Al contrario. Mentre esiste una fascia di genitori che vedono nei figli malattie più o meno immaginarie, e magari abusano del nostro Pronto Soccorso, in genere chi ha in famiglia un minore con malattie vere, gravi, sa gestirli ed autoregolarsi con grande sensibilità e discrezione. A volte basta un sms, per sapere che ci sei. E io rispondo sempre in tempo reale. In casi gravi ed estremi, poi, è essenziale sapere che il medico c’è, anche a distanza, e può magari interagire con il collega di un altro ospedale, nel prendere decisioni anche definitive.
In tutto questo, dottor Cremonte, qual è il ruolo di Avoi?
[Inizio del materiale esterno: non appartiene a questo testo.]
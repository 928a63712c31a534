//! Repository layer for database operations

pub mod bookings;
pub mod books;
pub mod ratings;
pub mod users;

use sqlx::{Pool, Postgres};

/// Main repository struct holding database connection pool
#[derive(Clone)]
pub struct Repository {
    pub pool: Pool<Postgres>,
    pub users: users::UsersRepository,
    pub books: books::BooksRepository,
    pub bookings: bookings::BookingsRepository,
    pub ratings: ratings::RatingsRepository,
}

impl Repository {
    /// Create a new repository with the given database pool
    pub fn new(pool: Pool<Postgres>) -> Self {
        Self {
            users: users::UsersRepository::new(pool.clone()),
            books: books::BooksRepository::new(pool.clone()),
            bookings: bookings::BookingsRepository::new(pool.clone()),
            ratings: ratings::RatingsRepository::new(pool.clone()),
            pool,
        }
    }

    /// Round-trip to the database, used by the readiness check
    pub async fn ping(&self) -> crate::error::AppResult<()> {
        sqlx::query("SELECT 1").execute(&self.pool).await?;
        Ok(())
    }
}
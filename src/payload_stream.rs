use std::io::ErrorKind;
use std::pin::Pin;
use std::task::{Context, Poll};

use actix_web::dev::Payload;
use bytes::Bytes;
use futures_core::Stream;
use futures_util::StreamExt;
use tokio::sync::mpsc;

// Chunks in flight between the worker reading the payload and the consumer.
const CHANNEL_CAPACITY: usize = 8;

/// An inbound actix payload as a `Send + Sync` stream.
///
/// The payload itself has to stay on its worker, so a local task reads it
/// and hands the chunks over through a bounded channel. Dropping the stream
/// closes the channel and ends that task.
pub struct PayloadStream {
  receiver: mpsc::Receiver<Result<Bytes, std::io::Error>>,
}

impl PayloadStream {
  pub fn spawn(mut payload: Payload) -> Self {
    let (sender, receiver) = mpsc::channel(CHANNEL_CAPACITY);

    actix_web::rt::spawn(async move {
      while let Some(chunk) = payload.next().await {
        let chunk = chunk.map_err(|err| std::io::Error::new(ErrorKind::Other, err.to_string()));
        let failed = chunk.is_err();

        if sender.send(chunk).await.is_err() || failed {
          break;
        }
      }
    });

    PayloadStream { receiver }
  }
}

impl Stream for PayloadStream {
  type Item = Result<Bytes, std::io::Error>;

  fn poll_next(mut self: Pin<&mut Self>, cx: &mut Context<'_>) -> Poll<Option<Self::Item>> {
    self.receiver.poll_recv(cx)
  }
}

#[cfg(test)]
mod tests {
  use super::*;
  use actix_web::test::TestRequest;

  #[actix_web::test]
  async fn yields_every_payload_byte() {
    let (_, payload) = TestRequest::post()
      .set_payload("remote write batch")
      .to_srv_request()
      .into_parts();

    let chunks: Vec<Bytes> = PayloadStream::spawn(payload)
      .map(|chunk| chunk.unwrap())
      .collect()
      .await;

    assert_eq!(chunks.concat(), b"remote write batch");
  }

  #[test]
  fn is_usable_as_client_body() {
    fn assert_send_sync<T: Send + Sync + 'static>() {}
    assert_send_sync::<PayloadStream>();
  }
}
Essenziale. Avoi è nata nel periodo della tragica alluvione del 1994, ed ebbe tra l’altro all’epoca un ruolo essenziale, con i suoi volontari, di fronte ad un’emergenza vera e drammatica. Una decina d’anni fa, poi, si è costituito il “gruppo oncologico”, che è formato da sanitari e non, tutti comunque specializzati nell’assistenza a domicilio a bambini e adolescenti malati di tumore in fase terminale, e alle loro famiglie. Perché, mi creda, se questi sono momenti terribili sempre e comunque, quando muore un bambino, o un adolescente, il quadro è ancora più delicato. Bisogna saperci essere, ma anche farlo in punta di piedi, e valutando caso per caso le modalità e le esigenze, anche e soprattutto psicologiche, del malato e dei suoi famigliari. Serve una grande capacità di ascolto dell’altro. Consideri che i volontari Avoi sono complessivamente una cinquantina, ma gli appartenenti al “gruppo oncologico” circa 15: proprio perché ci vuole una predisposizione, e una preparazione, non comune. Sono però esperienze che aiutano davvero a crescere, e a dare un senso alla propria esistenza.
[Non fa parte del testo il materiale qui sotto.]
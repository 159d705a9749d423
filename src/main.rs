use std::io::{ErrorKind, Result};
use std::sync::Arc;

use actix_web::{App, HttpServer};
use clap::Parser;
use log::info;

use prefix_proxy::diagnostics::observer_for;
use prefix_proxy::http_client::HttpClientConfig;
use prefix_proxy::{std_logger, AppConfig, CliArgs, ProxyPipeline, ProxyRouteServiceFactory};

#[actix_web::main]
async fn main() -> Result<()> {
  let args = CliArgs::parse();
  let config = AppConfig::resolve(args).map_err(|err| std::io::Error::new(ErrorKind::Other, err))?;

  std_logger::init(std_logger::level_for(config.debug))
    .map_err(|err| std::io::Error::new(ErrorKind::Other, err.to_string()))?;

  let http_client = HttpClientConfig {
    timeout: config.upstream_timeout,
  }
  .to_client()
  .map_err(|err| std::io::Error::new(ErrorKind::Other, err))?;

  let pipeline = Arc::new(ProxyPipeline::new(
    config.target.clone(),
    http_client,
    observer_for(config.debug),
  ));

  info!(
    "Starting reverse proxy on {}:{} to {} (Debug: {})",
    config.bind, config.port, config.target, config.debug
  );

  HttpServer::new(move || App::new().default_service(ProxyRouteServiceFactory::create(pipeline.clone())))
    .workers(config.worker_count)
    .bind((config.bind.as_str(), config.port))?
    .run()
    .await
}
Dottor Cremonte, chi entra all’ospedalino avverte però, e per fortuna, un clima quasi da asilo, con bambini che ridono (e piangono, come sempre succede), giocattoli, stanze e casette colorate…
Il gioco è essenziale per un bambino: un piccoletto che non gioca, urla, esplora il mondo circostante è un bambino che non sta bene. E comunque la degenza ospedaliera di un minore, di pochi anni soprattutto, è impensabile senza un contesto anche ludico. Per questo è essenziale ospitare i nostri pazienti in un contesto adatto, e consentire loro, grazie ai nostri volontari, di avere momenti di svago e di divertimento. E qui ancora Avoi, ma anche altre associazioni, sono assolutamente determinanti. Così come vorrei ricordare l’importanza delle donazioni, che ci consentono ogni anno di acquistare macchinari e apparecchiature.
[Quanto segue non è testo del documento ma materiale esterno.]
use std::convert::Infallible;
use std::fs::File;
use std::path::{Path, PathBuf};
use std::time::Duration;

use clap::Parser;
use serde::{Deserialize, Serialize};
use thiserror::Error;

use crate::upstream_target::UpstreamTarget;

const DEFAULT_TARGET_URL: &str = "http://localhost:9090";
const DEFAULT_BIND: &str = "0.0.0.0";
const DEFAULT_PORT: u16 = 8080;
const DEFAULT_WORKER_COUNT: usize = 4;

#[derive(Debug, Error)]
pub enum ConfigError {
  #[error("invalid target url '{url}': {reason}")]
  InvalidTarget { url: String, reason: String },
  #[error("unable to read config file '{path}': {source}")]
  Io {
    path: PathBuf,
    #[source]
    source: std::io::Error,
  },
  #[error("unable to parse config file: {0}")]
  Yaml(#[from] serde_yaml::Error),
  #[error("invalid value for {name}: {reason}")]
  InvalidValue { name: &'static str, reason: String },
}

/// Command line, with every option also readable from the environment.
#[derive(Parser, Debug, Default)]
#[command(name = "prefix_proxy", version, about = "Reverse proxy that prefixes request paths and flattens multipart forms")]
pub struct CliArgs {
  /// Upstream base URL.
  #[arg(long, env = "TARGET_URL")]
  pub target_url: Option<String>,

  /// Verbose per-request logging. Only the value `true` enables it.
  #[arg(long, env = "DEBUG", num_args = 0..=1, default_missing_value = "true", value_parser = parse_debug_flag)]
  pub debug: Option<bool>,

  #[arg(long, env = "HTTP_BIND")]
  pub bind: Option<String>,

  #[arg(long, env = "HTTP_PORT")]
  pub port: Option<u16>,

  #[arg(long, env = "HTTP_WORKER_COUNT")]
  pub worker_count: Option<usize>,

  /// Deadline for a whole upstream exchange; unset waits indefinitely.
  #[arg(long, env = "UPSTREAM_TIMEOUT_SECS")]
  pub upstream_timeout_secs: Option<u64>,

  /// Optional YAML file with the same settings.
  #[arg(long = "config", env = "PROXY_CONF_LOCATION")]
  pub config_file: Option<PathBuf>,
}

fn parse_debug_flag(value: &str) -> Result<bool, Infallible> {
  Ok(value == "true")
}

#[derive(Serialize, Deserialize, PartialEq, Debug, Clone, Default)]
pub struct ConfigFile {
  pub target_url: Option<String>,
  pub debug: Option<bool>,
  pub bind: Option<String>,
  pub port: Option<u16>,
  pub worker_count: Option<usize>,
  pub upstream_timeout_secs: Option<u64>,
}

impl ConfigFile {
  pub fn load_from_file(path: &Path) -> Result<ConfigFile, ConfigError> {
    let file = File::open(path).map_err(|source| ConfigError::Io {
      path: path.to_path_buf(),
      source,
    })?;

    Ok(serde_yaml::from_reader(file)?)
  }
}

/// Settings resolved once at startup.
#[derive(Debug, Clone)]
pub struct AppConfig {
  pub target: UpstreamTarget,
  pub debug: bool,
  pub bind: String,
  pub port: u16,
  pub worker_count: usize,
  pub upstream_timeout: Option<Duration>,
}

impl AppConfig {
  pub fn resolve(args: CliArgs) -> Result<AppConfig, ConfigError> {
    let file = match &args.config_file {
      Some(path) => ConfigFile::load_from_file(path)?,
      None => ConfigFile::default(),
    };

    AppConfig::merge(args, file)
  }

  /// Command line and environment win over the file, the file over defaults.
  pub fn merge(args: CliArgs, file: ConfigFile) -> Result<AppConfig, ConfigError> {
    let target_url = args
      .target_url
      .or(file.target_url)
      .unwrap_or_else(|| DEFAULT_TARGET_URL.to_string());
    let target = UpstreamTarget::parse(&target_url)?;

    let worker_count = args.worker_count.or(file.worker_count).unwrap_or(DEFAULT_WORKER_COUNT);
    if worker_count == 0 {
      return Err(ConfigError::InvalidValue {
        name: "worker_count",
        reason: "must be at least 1".to_string(),
      });
    }

    let upstream_timeout = match args.upstream_timeout_secs.or(file.upstream_timeout_secs) {
      Some(0) => {
        return Err(ConfigError::InvalidValue {
          name: "upstream_timeout_secs",
          reason: "must be greater than 0".to_string(),
        })
      }
      secs => secs.map(Duration::from_secs),
    };

    Ok(AppConfig {
      target,
      debug: args.debug.or(file.debug).unwrap_or(false),
      bind: args.bind.or(file.bind).unwrap_or_else(|| DEFAULT_BIND.to_string()),
      port: args.port.or(file.port).unwrap_or(DEFAULT_PORT),
      worker_count,
      upstream_timeout,
    })
  }
}

#[cfg(test)]
mod tests {
  use super::*;
  use std::io::Write;

  #[test]
  fn defaults_match_reference_deployment() {
    let config = AppConfig::merge(CliArgs::default(), ConfigFile::default()).unwrap();

    assert_eq!(config.target.to_string(), "http://localhost:9090");
    assert!(!config.debug);
    assert_eq!(config.bind, "0.0.0.0");
    assert_eq!(config.port, 8080);
    assert_eq!(config.worker_count, 4);
    assert_eq!(config.upstream_timeout, None);
  }

  #[test]
  fn arguments_override_file() {
    let args = CliArgs {
      target_url: Some("http://prometheus:9090".into()),
      port: Some(9000),
      ..CliArgs::default()
    };
    let file = ConfigFile {
      target_url: Some("http://other:1234".into()),
      port: Some(7000),
      debug: Some(true),
      upstream_timeout_secs: Some(30),
      ..ConfigFile::default()
    };

    let config = AppConfig::merge(args, file).unwrap();

    assert_eq!(config.target.authority(), "prometheus:9090");
    assert_eq!(config.port, 9000);
    assert!(config.debug);
    assert_eq!(config.upstream_timeout, Some(Duration::from_secs(30)));
  }

  #[test]
  fn invalid_target_fails_resolution() {
    let args = CliArgs {
      target_url: Some("::not-a-url".into()),
      ..CliArgs::default()
    };

    let result = AppConfig::merge(args, ConfigFile::default());

    assert!(matches!(result, Err(ConfigError::InvalidTarget { .. })));
  }

  #[test]
  fn zero_workers_are_rejected() {
    let args = CliArgs {
      worker_count: Some(0),
      ..CliArgs::default()
    };

    assert!(matches!(
      AppConfig::merge(args, ConfigFile::default()),
      Err(ConfigError::InvalidValue { name: "worker_count", .. })
    ));
  }

  #[test]
  fn debug_flag_only_accepts_literal_true() {
    let args = CliArgs::try_parse_from(["prefix_proxy", "--debug"]).unwrap();
    assert_eq!(args.debug, Some(true));

    let args = CliArgs::try_parse_from(["prefix_proxy", "--debug", "TRUE"]).unwrap();
    assert_eq!(args.debug, Some(false));

    let args = CliArgs::try_parse_from(["prefix_proxy", "--debug", "true"]).unwrap();
    assert_eq!(args.debug, Some(true));
  }

  #[test]
  fn loads_yaml_file() {
    let path = std::env::temp_dir().join(format!("prefix_proxy_{}.yaml", std::process::id()));
    let mut file = File::create(&path).unwrap();
    writeln!(file, "target_url: http://backend:9091/base\nport: 8181\nworker_count: 2").unwrap();

    let loaded = ConfigFile::load_from_file(&path).unwrap();
    std::fs::remove_file(&path).unwrap();

    assert_eq!(loaded.target_url.as_deref(), Some("http://backend:9091/base"));
    assert_eq!(loaded.port, Some(8181));
    assert_eq!(loaded.worker_count, Some(2));
    assert_eq!(loaded.debug, None);
  }

  #[test]
  fn missing_file_is_an_io_error() {
    let result = ConfigFile::load_from_file(Path::new("/nonexistent/prefix_proxy.yaml"));

    assert!(matches!(result, Err(ConfigError::Io { .. })));
  }
}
Concludiamo tornando ancora un momento sul convegno di sabato: la partecipazione è aperta a tutti?
Assolutamente sì, compatibilmente con il numero di posti. So che per quanto riguarda gli addetti ai lavori (a cui il convegno consentirà naturalmente anche di acquisire crediti formativi) abbiamo praticamente già il tutto esaurito: ci saranno medici di base, pediatri, medici ospedalieri, personale tecnico-sanitario, psicologi, volontari. Ma naturalmente è attesa, e gradita, la partecipazione anche di famigliari dei pazienti, o semplicemente di persone interessate a scoprire questo universo, per poi magari cominciare a dare una mano, di cui c’è sempre bisogno. Mi fa piacere sottolineare che il convegno di sabato sarà preceduto, venerdì sera alle 21 da un concerto in Duomo (gentilmente messo a disposizione dal Vescovo di Alessandria, S.e.r. Monsignor Versaldi, che ringraziamo) della Polifonica di Serravalle Scrivia. E sia il concerto che il convegno sono dedicati a due figure importanti: il dottor Dante Besana, primario di Neuropsichiatria del Cesare Arrigo deceduto pochi mesi fa, e Cassien Nshimiyimana, il ragazzo che ha vissuto quasi vent’anni prima qui all’ospedalino, poi al Centro di Riabilitazione Borsalino, e che era diventato un amico di tutti noi.